» Task details
Every line below should be given again without alteration.

» Input for this task
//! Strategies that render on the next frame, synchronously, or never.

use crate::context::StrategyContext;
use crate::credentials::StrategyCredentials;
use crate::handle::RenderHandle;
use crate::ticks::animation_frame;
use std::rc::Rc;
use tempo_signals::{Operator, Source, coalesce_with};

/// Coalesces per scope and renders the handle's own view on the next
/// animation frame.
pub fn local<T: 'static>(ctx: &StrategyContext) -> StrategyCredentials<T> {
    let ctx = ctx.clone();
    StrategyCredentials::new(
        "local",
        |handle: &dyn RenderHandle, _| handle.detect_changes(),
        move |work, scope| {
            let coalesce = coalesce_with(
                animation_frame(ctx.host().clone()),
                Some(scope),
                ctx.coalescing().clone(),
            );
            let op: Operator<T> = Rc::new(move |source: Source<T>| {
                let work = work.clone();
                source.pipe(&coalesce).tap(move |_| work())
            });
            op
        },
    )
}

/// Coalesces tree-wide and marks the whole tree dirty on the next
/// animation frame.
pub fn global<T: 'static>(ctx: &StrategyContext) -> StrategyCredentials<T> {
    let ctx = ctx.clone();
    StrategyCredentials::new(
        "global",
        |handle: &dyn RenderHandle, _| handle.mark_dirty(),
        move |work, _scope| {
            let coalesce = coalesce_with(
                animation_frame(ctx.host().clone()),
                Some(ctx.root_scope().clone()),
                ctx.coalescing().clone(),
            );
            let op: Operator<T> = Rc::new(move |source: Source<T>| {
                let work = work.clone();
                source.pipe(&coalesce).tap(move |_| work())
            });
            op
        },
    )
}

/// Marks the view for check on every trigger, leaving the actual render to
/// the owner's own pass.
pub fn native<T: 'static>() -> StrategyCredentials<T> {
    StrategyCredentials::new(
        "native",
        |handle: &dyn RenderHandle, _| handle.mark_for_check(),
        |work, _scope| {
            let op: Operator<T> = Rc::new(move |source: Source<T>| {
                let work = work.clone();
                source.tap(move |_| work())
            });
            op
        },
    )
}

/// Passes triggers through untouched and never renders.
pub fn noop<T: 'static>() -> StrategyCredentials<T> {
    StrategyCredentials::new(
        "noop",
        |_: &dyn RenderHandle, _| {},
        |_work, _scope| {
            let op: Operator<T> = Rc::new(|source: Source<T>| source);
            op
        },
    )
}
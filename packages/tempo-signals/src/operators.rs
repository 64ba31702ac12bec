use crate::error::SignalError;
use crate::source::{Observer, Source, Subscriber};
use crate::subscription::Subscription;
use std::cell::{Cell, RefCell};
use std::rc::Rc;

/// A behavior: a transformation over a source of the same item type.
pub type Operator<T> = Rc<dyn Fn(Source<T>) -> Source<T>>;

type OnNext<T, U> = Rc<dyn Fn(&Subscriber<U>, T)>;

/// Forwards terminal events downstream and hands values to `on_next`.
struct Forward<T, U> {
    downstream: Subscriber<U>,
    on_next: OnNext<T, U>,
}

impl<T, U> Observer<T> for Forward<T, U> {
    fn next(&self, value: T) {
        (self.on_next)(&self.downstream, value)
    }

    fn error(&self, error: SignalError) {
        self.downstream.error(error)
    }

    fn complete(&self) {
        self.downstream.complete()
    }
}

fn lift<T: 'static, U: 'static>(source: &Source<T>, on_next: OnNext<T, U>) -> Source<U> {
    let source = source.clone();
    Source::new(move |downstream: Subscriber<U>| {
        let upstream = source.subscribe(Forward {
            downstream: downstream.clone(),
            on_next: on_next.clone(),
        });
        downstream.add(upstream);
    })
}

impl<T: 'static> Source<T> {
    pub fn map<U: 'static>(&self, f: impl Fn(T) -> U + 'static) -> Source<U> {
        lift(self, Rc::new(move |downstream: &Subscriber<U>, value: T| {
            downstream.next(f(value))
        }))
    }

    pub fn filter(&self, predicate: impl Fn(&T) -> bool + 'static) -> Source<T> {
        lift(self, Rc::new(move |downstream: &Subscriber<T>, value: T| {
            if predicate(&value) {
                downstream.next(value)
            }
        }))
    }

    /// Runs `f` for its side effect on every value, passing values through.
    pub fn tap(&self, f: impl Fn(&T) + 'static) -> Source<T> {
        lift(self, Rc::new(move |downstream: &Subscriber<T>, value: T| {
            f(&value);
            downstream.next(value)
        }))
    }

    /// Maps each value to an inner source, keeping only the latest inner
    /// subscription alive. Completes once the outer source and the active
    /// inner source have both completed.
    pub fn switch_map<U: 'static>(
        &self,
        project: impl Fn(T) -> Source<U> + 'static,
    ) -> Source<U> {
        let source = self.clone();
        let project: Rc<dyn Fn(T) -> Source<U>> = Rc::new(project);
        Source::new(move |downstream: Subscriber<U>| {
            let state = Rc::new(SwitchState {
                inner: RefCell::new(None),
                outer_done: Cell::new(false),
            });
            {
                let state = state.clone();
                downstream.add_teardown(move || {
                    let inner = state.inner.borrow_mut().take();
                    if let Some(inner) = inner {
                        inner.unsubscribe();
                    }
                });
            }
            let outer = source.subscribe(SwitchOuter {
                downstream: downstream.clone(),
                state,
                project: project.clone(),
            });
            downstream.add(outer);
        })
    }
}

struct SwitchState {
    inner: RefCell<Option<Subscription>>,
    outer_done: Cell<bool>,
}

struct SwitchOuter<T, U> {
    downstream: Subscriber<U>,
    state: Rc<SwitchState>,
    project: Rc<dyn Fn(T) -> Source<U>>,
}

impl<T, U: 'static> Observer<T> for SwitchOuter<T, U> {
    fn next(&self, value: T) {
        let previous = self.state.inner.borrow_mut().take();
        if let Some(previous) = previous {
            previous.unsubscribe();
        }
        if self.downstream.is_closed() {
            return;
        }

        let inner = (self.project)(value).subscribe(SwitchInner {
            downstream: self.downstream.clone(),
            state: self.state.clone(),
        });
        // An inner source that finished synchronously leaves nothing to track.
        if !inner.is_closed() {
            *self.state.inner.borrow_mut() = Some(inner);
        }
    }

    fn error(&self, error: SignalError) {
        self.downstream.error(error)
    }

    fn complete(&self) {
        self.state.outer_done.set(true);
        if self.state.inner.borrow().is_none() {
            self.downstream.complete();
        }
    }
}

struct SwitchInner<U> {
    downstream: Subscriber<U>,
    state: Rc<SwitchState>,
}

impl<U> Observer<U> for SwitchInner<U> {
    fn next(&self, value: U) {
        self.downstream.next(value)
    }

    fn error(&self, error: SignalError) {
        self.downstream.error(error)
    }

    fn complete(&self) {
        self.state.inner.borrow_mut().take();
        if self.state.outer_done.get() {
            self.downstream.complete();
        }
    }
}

» Expected answer
//! Strategies that render on the next frame, synchronously, or never.

use crate::context::StrategyContext;
use crate::credentials::StrategyCredentials;
use crate::handle::RenderHandle;
use crate::ticks::animation_frame;
use std::rc::Rc;
use tempo_signals::{Operator, Source, coalesce_with};

/// Coalesces per scope and renders the handle's own view on the next
/// animation frame.
pub fn local<T: 'static>(ctx: &StrategyContext) -> StrategyCredentials<T> {
    let ctx = ctx.clone();
    StrategyCredentials::new(
        "local",
        |handle: &dyn RenderHandle, _| handle.detect_changes(),
        move |work, scope| {
            let coalesce = coalesce_with(
                animation_frame(ctx.host().clone()),
                Some(scope),
                ctx.coalescing().clone(),
            );
            let op: Operator<T> = Rc::new(move |source: Source<T>| {
                let work = work.clone();
                source.pipe(&coalesce).tap(move |_| work())
            });
            op
        },
    )
}

/// Coalesces tree-wide and marks the whole tree dirty on the next
/// animation frame.
pub fn global<T: 'static>(ctx: &StrategyContext) -> StrategyCredentials<T> {
    let ctx = ctx.clone();
    StrategyCredentials::new(
        "global",
        |handle: &dyn RenderHandle, _| handle.mark_dirty(),
        move |work, _scope| {
            let coalesce = coalesce_with(
                animation_frame(ctx.host().clone()),
                Some(ctx.root_scope().clone()),
                ctx.coalescing().clone(),
            );
            let op: Operator<T> = Rc::new(move |source: Source<T>| {
                let work = work.clone();
                source.pipe(&coalesce).tap(move |_| work())
            });
            op
        },
    )
}

/// Marks the view for check on every trigger, leaving the actual render to
/// the owner's own pass.
pub fn native<T: 'static>() -> StrategyCredentials<T> {
    StrategyCredentials::new(
        "native",
        |handle: &dyn RenderHandle, _| handle.mark_for_check(),
        |work, _scope| {
            let op: Operator<T> = Rc::new(move |source: Source<T>| {
                let work = work.clone();
                source.tap(move |_| work())
            });
            op
        },
    )
}

/// Passes triggers through untouched and never renders.
pub fn noop<T: 'static>() -> StrategyCredentials<T> {
    StrategyCredentials::new(
        "noop",
        |_: &dyn RenderHandle, _| {},
        |_work, _scope| {
            let op: Operator<T> = Rc::new(|source: Source<T>| source);
            op
        },
    )
}
filename packages/tempo-signals/src/operators.rs
repository 64ba31702ac12bec
use crate::error::SignalError;
use crate::source::{Observer, Source, Subscriber};
use crate::subscription::Subscription;
use std::cell::{Cell, RefCell};
use std::rc::Rc;

/// A behavior: a transformation over a source of the same item type.
pub type Operator<T> = Rc<dyn Fn(Source<T>) -> Source<T>>;

type OnNext<T, U> = Rc<dyn Fn(&Subscriber<U>, T)>;

/// Forwards terminal events downstream and hands values to `on_next`.
struct Forward<T, U> {
    downstream: Subscriber<U>,
    on_next: OnNext<T, U>,
}

impl<T, U> Observer<T> for Forward<T, U> {
    fn next(&self, value: T) {
        (self.on_next)(&self.downstream, value)
    }

    fn error(&self, error: SignalError) {
        self.downstream.error(error)
    }

    fn complete(&self) {
        self.downstream.complete()
    }
}

fn lift<T: 'static, U: 'static>(source: &Source<T>, on_next: OnNext<T, U>) -> Source<U> {
    let source = source.clone();
    Source::new(move |downstream: Subscriber<U>| {
        let upstream = source.subscribe(Forward {
            downstream: downstream.clone(),
            on_next: on_next.clone(),
        });
        downstream.add(upstream);
    })
}

impl<T: 'static> Source<T> {
    pub fn map<U: 'static>(&self, f: impl Fn(T) -> U + 'static) -> Source<U> {
        lift(self, Rc::new(move |downstream: &Subscriber<U>, value: T| {
            downstream.next(f(value))
        }))
    }

    pub fn filter(&self, predicate: impl Fn(&T) -> bool + 'static) -> Source<T> {
        lift(self, Rc::new(move |downstream: &Subscriber<T>, value: T| {
            if predicate(&value) {
                downstream.next(value)
            }
        }))
    }

    /// Runs `f` for its side effect on every value, passing values through.
    pub fn tap(&self, f: impl Fn(&T) + 'static) -> Source<T> {
        lift(self, Rc::new(move |downstream: &Subscriber<T>, value: T| {
            f(&value);
            downstream.next(value)
        }))
    }

    /// Maps each value to an inner source, keeping only the latest inner
    /// subscription alive. Completes once the outer source and the active
    /// inner source have both completed.
    pub fn switch_map<U: 'static>(
        &self,
        project: impl Fn(T) -> Source<U> + 'static,
    ) -> Source<U> {
        let source = self.clone();
        let project: Rc<dyn Fn(T) -> Source<U>> = Rc::new(project);
        Source::new(move |downstream: Subscriber<U>| {
            let state = Rc::new(SwitchState {
                inner: RefCell::new(None),
                outer_done: Cell::new(false),
            });
            {
                let state = state.clone();
                downstream.add_teardown(move || {
                    let inner = state.inner.borrow_mut().take();
                    if let Some(inner) = inner {
                        inner.unsubscribe();
                    }
                });
            }
            let outer = source.subscribe(SwitchOuter {
                downstream: downstream.clone(),
                state,
                project: project.clone(),
            });
            downstream.add(outer);
        })
    }
}

struct SwitchState {
    inner: RefCell<Option<Subscription>>,
    outer_done: Cell<bool>,
}

struct SwitchOuter<T, U> {
    downstream: Subscriber<U>,
    state: Rc<SwitchState>,
    project: Rc<dyn Fn(T) -> Source<U>>,
}

impl<T, U: 'static> Observer<T> for SwitchOuter<T, U> {
    fn next(&self, value: T) {
        let previous = self.state.inner.borrow_mut().take();
        if let Some(previous) = previous {
            previous.unsubscribe();
        }
        if self.downstream.is_closed() {
            return;
        }

        let inner = (self.project)(value).subscribe(SwitchInner {
            downstream: self.downstream.clone(),
            state: self.state.clone(),
        });
        // An inner source that finished synchronously leaves nothing to track.
        if !inner.is_closed() {
            *self.state.inner.borrow_mut() = Some(inner);
        }
    }

    fn error(&self, error: SignalError) {
        self.downstream.error(error)
    }

    fn complete(&self) {
        self.state.outer_done.set(true);
        if self.state.inner.borrow().is_none() {
            self.downstream.complete();
        }
    }
}

struct SwitchInner<U> {
    downstream: Subscriber<U>,
    state: Rc<SwitchState>,
}

impl<U> Observer<U> for SwitchInner<U> {
    fn next(&self, value: U) {
        self.downstream.next(value)
    }

    fn error(&self, error: SignalError) {
        self.downstream.error(error)
    }

    fn complete(&self) {
        self.state.inner.borrow_mut().take();
        if self.state.outer_done.get() {
            self.downstream.complete();
        }
    }
}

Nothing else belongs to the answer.